- **Problem details**: For each line of the listing that contains "existing", make a copy and return it.

***** Excerpted data *****

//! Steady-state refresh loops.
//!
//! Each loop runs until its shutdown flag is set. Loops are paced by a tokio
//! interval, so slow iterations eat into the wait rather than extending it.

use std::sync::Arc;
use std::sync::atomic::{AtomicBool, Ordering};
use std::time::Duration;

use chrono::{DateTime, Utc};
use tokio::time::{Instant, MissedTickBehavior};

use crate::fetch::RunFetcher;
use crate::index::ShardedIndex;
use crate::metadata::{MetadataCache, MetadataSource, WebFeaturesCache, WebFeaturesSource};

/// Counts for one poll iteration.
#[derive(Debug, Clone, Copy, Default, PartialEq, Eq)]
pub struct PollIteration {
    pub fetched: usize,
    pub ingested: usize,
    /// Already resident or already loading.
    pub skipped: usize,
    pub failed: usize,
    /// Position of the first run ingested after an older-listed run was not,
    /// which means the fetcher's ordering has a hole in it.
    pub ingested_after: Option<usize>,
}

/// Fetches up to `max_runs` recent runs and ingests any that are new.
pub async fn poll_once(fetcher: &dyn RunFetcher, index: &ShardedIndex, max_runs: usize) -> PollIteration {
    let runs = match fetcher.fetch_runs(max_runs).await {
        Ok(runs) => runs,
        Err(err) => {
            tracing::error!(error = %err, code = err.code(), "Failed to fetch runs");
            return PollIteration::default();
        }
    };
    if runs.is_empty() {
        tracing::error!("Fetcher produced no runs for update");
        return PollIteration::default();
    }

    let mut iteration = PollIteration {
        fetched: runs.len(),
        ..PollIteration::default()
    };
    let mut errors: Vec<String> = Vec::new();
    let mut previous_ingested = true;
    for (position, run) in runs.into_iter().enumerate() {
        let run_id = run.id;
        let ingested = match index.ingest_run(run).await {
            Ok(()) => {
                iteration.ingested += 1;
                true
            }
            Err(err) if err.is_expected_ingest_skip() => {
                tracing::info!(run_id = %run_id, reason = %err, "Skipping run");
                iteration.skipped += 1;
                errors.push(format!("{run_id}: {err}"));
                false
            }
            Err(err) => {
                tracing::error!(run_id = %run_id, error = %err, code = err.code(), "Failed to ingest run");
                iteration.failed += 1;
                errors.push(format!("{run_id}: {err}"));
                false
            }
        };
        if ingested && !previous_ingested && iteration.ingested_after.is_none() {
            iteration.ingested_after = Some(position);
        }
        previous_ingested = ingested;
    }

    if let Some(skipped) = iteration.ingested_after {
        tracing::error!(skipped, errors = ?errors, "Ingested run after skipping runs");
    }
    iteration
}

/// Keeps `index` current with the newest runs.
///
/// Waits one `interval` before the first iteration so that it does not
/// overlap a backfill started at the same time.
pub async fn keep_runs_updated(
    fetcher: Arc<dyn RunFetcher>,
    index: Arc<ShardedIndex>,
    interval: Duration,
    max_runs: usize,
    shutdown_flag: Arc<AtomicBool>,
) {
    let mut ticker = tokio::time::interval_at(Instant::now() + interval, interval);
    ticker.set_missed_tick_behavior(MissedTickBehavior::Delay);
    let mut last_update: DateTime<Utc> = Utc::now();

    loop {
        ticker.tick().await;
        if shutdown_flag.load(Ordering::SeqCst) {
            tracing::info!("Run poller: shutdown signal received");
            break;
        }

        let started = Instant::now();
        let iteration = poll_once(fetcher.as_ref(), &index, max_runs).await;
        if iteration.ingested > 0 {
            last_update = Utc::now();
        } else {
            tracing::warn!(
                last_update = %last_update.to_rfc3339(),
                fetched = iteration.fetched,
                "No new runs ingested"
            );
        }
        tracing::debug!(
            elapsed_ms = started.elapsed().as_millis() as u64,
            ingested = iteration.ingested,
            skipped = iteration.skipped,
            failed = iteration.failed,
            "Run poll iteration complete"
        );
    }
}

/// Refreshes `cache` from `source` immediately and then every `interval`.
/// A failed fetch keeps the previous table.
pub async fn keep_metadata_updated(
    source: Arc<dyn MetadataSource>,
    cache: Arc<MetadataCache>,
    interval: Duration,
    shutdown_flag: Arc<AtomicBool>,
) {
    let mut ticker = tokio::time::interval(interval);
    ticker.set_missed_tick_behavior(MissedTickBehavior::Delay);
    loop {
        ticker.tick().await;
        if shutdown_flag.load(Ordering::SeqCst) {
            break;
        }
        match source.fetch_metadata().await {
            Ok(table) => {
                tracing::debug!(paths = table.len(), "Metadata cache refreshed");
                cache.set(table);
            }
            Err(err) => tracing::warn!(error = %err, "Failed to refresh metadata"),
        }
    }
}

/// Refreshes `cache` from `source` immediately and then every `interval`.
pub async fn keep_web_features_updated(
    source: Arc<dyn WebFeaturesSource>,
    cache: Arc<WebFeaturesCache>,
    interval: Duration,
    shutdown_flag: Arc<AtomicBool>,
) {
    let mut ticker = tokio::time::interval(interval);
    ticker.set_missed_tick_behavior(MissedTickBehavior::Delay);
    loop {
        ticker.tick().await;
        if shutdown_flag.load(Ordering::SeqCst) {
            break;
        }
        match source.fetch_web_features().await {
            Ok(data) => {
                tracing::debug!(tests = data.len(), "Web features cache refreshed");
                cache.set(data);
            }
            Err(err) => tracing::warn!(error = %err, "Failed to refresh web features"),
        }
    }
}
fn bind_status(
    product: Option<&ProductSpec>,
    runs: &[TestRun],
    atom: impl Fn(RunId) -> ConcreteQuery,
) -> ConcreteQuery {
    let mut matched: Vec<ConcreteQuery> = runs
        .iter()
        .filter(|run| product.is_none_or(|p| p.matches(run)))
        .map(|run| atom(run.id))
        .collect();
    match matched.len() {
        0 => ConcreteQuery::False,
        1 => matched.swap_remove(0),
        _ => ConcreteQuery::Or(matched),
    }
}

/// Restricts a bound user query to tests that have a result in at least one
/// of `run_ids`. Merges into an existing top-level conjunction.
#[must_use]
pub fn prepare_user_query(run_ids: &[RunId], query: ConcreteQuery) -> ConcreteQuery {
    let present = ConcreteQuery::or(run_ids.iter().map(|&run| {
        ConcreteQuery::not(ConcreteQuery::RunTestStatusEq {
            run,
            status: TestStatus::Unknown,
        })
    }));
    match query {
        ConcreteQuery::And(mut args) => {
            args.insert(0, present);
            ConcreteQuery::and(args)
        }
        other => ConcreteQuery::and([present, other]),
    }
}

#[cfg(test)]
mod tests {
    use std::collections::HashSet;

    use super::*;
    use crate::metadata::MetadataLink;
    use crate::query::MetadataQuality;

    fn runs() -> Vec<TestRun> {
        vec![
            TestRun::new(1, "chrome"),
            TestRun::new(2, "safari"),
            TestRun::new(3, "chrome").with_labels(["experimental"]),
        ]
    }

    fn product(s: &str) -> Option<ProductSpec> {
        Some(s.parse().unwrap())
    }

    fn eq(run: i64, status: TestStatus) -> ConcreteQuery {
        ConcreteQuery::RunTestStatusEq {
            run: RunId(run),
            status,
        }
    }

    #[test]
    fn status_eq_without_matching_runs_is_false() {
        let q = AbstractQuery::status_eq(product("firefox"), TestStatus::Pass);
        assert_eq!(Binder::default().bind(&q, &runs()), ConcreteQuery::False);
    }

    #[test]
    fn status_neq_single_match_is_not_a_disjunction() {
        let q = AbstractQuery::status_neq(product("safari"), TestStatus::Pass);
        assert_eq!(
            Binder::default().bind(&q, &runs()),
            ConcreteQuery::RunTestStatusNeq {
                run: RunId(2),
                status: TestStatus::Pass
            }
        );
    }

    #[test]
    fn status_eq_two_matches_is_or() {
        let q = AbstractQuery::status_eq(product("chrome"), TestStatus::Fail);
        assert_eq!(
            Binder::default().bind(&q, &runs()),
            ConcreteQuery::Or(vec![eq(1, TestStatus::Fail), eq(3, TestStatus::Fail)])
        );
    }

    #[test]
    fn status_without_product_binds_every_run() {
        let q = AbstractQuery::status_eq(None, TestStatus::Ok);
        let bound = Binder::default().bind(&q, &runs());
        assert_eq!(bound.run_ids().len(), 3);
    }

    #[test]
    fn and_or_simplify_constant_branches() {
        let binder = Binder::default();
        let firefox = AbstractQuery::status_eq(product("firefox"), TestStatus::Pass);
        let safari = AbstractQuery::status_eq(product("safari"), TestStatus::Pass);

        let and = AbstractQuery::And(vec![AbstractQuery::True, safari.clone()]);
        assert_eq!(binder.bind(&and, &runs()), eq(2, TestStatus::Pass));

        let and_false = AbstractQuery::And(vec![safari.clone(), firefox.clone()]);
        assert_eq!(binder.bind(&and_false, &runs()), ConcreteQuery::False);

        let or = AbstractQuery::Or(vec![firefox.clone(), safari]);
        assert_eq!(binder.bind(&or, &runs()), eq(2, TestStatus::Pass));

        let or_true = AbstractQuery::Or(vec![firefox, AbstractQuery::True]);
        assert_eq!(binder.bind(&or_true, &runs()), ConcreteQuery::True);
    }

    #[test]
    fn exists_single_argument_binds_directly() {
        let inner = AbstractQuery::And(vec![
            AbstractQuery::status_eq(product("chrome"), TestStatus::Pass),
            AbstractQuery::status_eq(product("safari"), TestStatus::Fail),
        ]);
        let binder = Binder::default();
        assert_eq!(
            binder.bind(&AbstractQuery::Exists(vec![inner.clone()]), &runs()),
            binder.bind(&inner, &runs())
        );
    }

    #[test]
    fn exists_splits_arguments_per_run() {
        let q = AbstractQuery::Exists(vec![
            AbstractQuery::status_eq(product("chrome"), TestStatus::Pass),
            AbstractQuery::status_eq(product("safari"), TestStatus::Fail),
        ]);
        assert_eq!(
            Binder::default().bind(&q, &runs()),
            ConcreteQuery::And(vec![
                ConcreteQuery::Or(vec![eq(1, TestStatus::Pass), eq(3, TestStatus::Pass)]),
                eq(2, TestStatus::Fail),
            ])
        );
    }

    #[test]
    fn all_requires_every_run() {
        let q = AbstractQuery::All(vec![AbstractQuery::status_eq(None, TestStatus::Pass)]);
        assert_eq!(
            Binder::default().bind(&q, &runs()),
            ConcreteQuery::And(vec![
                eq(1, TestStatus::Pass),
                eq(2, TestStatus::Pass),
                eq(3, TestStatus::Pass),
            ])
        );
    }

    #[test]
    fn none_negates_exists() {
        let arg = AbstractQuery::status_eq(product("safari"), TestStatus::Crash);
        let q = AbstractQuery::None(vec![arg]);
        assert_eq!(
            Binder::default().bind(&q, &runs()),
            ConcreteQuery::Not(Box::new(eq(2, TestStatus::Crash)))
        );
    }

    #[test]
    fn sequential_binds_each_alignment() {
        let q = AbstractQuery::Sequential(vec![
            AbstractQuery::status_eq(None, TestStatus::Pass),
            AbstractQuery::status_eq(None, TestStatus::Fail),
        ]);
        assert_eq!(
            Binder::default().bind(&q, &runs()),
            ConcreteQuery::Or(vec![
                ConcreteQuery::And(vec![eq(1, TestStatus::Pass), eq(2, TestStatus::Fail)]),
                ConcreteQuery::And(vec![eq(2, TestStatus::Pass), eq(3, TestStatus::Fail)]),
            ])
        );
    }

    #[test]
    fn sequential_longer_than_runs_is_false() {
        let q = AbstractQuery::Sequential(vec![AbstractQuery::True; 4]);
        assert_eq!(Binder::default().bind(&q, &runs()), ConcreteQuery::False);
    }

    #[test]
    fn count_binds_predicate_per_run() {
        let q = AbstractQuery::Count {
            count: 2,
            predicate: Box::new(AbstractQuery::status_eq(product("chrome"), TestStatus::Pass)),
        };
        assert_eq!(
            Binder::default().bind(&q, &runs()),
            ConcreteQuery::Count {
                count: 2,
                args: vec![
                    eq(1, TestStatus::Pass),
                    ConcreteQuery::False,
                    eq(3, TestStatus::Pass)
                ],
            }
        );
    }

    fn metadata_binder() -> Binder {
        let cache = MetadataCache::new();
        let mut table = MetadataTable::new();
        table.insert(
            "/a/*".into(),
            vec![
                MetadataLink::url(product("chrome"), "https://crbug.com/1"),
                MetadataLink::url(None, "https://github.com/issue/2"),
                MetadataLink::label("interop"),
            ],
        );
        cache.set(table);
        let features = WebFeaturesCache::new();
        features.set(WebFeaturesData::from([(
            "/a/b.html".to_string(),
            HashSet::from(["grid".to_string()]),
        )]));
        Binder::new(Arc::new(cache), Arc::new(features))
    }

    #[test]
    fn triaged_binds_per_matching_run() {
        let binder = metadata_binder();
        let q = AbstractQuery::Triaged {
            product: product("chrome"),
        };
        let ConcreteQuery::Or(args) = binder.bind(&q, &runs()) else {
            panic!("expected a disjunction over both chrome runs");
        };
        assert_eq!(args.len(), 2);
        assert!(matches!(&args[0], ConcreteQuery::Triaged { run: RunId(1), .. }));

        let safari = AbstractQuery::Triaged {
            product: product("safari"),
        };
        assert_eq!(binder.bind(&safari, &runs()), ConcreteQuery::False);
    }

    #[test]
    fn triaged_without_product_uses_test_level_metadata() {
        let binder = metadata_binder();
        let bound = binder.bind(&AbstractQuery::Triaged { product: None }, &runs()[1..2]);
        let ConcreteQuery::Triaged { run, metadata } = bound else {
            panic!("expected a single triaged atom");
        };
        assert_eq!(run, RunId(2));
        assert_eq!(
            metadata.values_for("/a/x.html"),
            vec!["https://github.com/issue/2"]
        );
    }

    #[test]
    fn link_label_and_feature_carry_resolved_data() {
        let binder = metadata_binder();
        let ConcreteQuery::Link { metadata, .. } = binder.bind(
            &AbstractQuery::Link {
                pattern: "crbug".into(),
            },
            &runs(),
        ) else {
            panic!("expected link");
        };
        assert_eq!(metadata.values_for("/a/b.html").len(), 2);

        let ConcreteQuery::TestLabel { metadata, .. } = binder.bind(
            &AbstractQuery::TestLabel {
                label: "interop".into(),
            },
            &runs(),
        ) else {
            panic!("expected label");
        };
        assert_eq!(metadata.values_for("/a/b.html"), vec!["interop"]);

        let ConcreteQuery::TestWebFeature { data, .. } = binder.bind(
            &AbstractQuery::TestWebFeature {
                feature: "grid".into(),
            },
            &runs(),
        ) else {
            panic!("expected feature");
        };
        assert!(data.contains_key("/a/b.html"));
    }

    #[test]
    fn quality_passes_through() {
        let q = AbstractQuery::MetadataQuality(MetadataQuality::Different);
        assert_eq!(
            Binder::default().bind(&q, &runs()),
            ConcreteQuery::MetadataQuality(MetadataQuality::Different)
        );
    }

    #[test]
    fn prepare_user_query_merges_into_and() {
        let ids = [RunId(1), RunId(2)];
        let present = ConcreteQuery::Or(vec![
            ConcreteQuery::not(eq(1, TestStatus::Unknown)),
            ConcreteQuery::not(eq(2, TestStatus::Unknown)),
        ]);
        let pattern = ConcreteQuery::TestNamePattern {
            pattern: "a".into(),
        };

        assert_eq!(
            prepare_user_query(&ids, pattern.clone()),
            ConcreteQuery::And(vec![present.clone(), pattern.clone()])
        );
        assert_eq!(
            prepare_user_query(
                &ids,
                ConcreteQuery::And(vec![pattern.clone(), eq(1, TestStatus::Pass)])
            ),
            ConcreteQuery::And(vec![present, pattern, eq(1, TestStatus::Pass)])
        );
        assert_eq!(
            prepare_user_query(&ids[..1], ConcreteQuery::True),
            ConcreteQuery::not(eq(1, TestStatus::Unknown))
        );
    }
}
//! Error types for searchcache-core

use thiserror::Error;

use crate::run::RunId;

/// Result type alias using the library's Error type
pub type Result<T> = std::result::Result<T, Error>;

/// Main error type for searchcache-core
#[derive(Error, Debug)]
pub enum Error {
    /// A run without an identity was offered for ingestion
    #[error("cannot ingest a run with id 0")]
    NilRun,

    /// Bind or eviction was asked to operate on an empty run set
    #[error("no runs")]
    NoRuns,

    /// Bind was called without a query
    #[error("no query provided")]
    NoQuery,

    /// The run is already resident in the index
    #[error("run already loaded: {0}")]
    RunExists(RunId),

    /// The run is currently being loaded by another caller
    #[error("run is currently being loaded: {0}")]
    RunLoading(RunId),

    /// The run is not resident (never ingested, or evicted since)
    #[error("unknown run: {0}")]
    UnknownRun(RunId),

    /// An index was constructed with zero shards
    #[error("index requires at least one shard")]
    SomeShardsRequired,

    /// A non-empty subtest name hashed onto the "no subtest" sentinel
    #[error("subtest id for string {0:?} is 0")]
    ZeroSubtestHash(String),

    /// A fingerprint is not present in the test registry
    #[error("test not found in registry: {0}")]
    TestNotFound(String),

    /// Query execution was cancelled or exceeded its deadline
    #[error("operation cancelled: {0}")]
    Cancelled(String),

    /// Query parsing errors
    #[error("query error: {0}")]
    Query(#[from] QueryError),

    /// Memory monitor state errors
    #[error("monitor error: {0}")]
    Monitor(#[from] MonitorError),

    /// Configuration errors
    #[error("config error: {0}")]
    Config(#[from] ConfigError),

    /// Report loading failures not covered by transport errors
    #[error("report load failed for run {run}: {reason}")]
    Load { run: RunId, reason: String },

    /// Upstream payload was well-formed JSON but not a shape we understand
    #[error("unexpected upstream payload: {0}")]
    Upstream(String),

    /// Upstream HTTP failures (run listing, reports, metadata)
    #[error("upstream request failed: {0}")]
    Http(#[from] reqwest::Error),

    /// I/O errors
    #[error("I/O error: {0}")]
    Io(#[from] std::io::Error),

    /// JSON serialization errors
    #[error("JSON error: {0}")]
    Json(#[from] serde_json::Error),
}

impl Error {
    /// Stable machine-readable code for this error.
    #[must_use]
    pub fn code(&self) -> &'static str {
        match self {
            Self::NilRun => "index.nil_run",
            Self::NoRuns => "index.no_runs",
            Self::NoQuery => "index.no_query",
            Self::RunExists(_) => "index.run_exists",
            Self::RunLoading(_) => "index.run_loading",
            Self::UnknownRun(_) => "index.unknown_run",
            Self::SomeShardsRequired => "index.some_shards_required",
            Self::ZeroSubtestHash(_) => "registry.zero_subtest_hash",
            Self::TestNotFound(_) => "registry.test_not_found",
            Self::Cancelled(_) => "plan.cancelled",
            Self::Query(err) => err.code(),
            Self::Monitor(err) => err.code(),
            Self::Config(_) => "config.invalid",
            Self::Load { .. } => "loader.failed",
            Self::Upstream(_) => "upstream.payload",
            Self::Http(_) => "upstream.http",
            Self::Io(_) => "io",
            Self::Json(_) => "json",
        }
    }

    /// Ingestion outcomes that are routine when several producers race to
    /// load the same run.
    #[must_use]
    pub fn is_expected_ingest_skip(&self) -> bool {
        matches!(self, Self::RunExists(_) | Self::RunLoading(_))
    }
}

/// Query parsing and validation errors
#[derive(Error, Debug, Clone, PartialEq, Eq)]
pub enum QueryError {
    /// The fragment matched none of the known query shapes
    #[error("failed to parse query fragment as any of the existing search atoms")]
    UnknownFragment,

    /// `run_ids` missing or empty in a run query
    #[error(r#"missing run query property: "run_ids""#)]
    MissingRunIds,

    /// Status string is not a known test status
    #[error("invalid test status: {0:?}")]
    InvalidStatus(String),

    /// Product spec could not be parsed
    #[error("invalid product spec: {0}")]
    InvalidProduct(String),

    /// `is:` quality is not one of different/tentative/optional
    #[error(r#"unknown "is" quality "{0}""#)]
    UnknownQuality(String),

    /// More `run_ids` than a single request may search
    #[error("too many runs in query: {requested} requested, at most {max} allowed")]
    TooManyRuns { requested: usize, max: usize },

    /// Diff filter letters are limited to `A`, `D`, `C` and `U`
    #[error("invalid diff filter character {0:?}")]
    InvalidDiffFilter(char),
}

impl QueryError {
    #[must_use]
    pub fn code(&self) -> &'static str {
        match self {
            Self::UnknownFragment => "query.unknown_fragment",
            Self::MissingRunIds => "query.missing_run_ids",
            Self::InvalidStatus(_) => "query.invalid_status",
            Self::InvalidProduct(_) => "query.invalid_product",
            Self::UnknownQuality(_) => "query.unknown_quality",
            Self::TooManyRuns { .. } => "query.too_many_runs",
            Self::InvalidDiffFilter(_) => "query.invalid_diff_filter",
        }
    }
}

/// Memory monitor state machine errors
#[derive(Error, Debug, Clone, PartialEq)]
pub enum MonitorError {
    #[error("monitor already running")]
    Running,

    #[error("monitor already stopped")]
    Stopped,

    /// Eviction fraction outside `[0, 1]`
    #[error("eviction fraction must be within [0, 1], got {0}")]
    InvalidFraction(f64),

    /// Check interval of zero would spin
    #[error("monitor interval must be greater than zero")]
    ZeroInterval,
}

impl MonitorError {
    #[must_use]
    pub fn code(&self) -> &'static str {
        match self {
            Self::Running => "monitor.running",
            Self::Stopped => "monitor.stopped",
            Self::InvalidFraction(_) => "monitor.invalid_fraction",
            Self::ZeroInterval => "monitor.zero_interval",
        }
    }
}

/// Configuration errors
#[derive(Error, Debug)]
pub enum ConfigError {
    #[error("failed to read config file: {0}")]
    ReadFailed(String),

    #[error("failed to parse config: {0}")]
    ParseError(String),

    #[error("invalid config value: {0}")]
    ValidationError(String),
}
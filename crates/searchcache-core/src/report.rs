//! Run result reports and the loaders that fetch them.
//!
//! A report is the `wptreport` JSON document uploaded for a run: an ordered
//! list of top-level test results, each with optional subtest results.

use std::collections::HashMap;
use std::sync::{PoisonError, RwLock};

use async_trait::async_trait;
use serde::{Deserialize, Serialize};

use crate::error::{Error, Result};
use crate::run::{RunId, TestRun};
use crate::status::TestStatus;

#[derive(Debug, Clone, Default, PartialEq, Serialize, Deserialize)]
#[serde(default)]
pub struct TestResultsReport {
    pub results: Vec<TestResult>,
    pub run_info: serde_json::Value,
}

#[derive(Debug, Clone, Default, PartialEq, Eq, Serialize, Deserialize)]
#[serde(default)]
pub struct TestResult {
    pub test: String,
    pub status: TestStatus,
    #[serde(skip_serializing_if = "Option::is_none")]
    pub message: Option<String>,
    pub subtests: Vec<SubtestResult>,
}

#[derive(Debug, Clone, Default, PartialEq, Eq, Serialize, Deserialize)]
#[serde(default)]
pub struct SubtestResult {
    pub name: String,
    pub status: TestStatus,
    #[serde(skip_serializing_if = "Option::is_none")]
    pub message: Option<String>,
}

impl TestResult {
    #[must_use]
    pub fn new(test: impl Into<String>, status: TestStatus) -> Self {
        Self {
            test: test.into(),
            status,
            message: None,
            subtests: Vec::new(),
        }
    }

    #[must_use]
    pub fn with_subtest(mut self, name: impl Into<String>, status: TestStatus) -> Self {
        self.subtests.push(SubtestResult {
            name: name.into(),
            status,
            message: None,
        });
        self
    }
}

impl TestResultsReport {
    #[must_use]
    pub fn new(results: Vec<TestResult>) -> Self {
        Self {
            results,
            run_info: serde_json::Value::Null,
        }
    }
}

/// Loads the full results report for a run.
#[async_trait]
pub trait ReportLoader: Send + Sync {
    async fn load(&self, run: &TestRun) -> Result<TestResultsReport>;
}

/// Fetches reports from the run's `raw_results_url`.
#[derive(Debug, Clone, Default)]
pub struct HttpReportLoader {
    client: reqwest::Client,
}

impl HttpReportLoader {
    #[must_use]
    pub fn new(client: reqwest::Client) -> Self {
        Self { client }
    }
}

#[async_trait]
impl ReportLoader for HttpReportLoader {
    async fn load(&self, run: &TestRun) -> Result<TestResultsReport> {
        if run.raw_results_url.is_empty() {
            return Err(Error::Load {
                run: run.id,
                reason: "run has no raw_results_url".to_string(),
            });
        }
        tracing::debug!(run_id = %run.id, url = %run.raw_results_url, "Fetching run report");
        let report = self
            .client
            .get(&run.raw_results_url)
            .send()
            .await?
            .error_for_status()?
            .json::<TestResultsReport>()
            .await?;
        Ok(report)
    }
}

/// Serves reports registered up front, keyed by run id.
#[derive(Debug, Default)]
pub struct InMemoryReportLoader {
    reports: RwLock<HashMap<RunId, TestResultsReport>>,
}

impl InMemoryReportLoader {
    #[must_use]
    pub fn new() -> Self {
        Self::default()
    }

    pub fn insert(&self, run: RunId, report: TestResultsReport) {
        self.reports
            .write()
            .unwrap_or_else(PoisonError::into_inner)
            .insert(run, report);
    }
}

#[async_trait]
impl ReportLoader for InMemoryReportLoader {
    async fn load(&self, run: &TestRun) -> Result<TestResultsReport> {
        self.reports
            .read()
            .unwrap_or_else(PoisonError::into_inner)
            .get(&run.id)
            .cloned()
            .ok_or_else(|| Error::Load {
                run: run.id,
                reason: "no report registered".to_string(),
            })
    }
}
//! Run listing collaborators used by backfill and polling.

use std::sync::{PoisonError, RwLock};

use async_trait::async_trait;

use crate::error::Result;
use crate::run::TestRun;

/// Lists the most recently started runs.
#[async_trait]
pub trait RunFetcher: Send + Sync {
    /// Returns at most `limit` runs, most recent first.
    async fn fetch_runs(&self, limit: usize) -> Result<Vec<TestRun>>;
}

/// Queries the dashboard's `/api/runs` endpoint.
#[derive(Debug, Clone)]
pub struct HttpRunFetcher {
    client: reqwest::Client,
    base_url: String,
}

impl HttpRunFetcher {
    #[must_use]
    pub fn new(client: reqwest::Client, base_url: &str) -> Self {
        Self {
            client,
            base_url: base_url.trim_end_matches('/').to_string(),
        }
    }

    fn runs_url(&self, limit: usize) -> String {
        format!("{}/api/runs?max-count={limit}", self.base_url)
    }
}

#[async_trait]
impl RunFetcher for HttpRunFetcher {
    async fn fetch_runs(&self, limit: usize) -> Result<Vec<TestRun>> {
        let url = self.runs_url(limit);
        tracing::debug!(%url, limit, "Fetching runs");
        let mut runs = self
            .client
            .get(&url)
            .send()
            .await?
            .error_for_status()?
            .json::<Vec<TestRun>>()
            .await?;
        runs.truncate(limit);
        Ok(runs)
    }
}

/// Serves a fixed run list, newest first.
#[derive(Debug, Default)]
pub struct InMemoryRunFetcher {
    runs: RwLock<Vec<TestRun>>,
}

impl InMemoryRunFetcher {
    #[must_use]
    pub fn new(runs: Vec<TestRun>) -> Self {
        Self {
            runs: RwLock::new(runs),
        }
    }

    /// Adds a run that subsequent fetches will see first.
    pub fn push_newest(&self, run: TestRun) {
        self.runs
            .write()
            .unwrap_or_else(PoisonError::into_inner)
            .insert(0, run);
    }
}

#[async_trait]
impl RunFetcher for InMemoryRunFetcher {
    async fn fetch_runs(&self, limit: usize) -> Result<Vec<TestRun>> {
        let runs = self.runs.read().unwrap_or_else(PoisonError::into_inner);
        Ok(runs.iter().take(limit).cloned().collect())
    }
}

*****

- **Result of this exercise**:
/// of `run_ids`. Merges into an existing top-level conjunction.
    #[error("failed to parse query fragment as any of the existing search atoms")]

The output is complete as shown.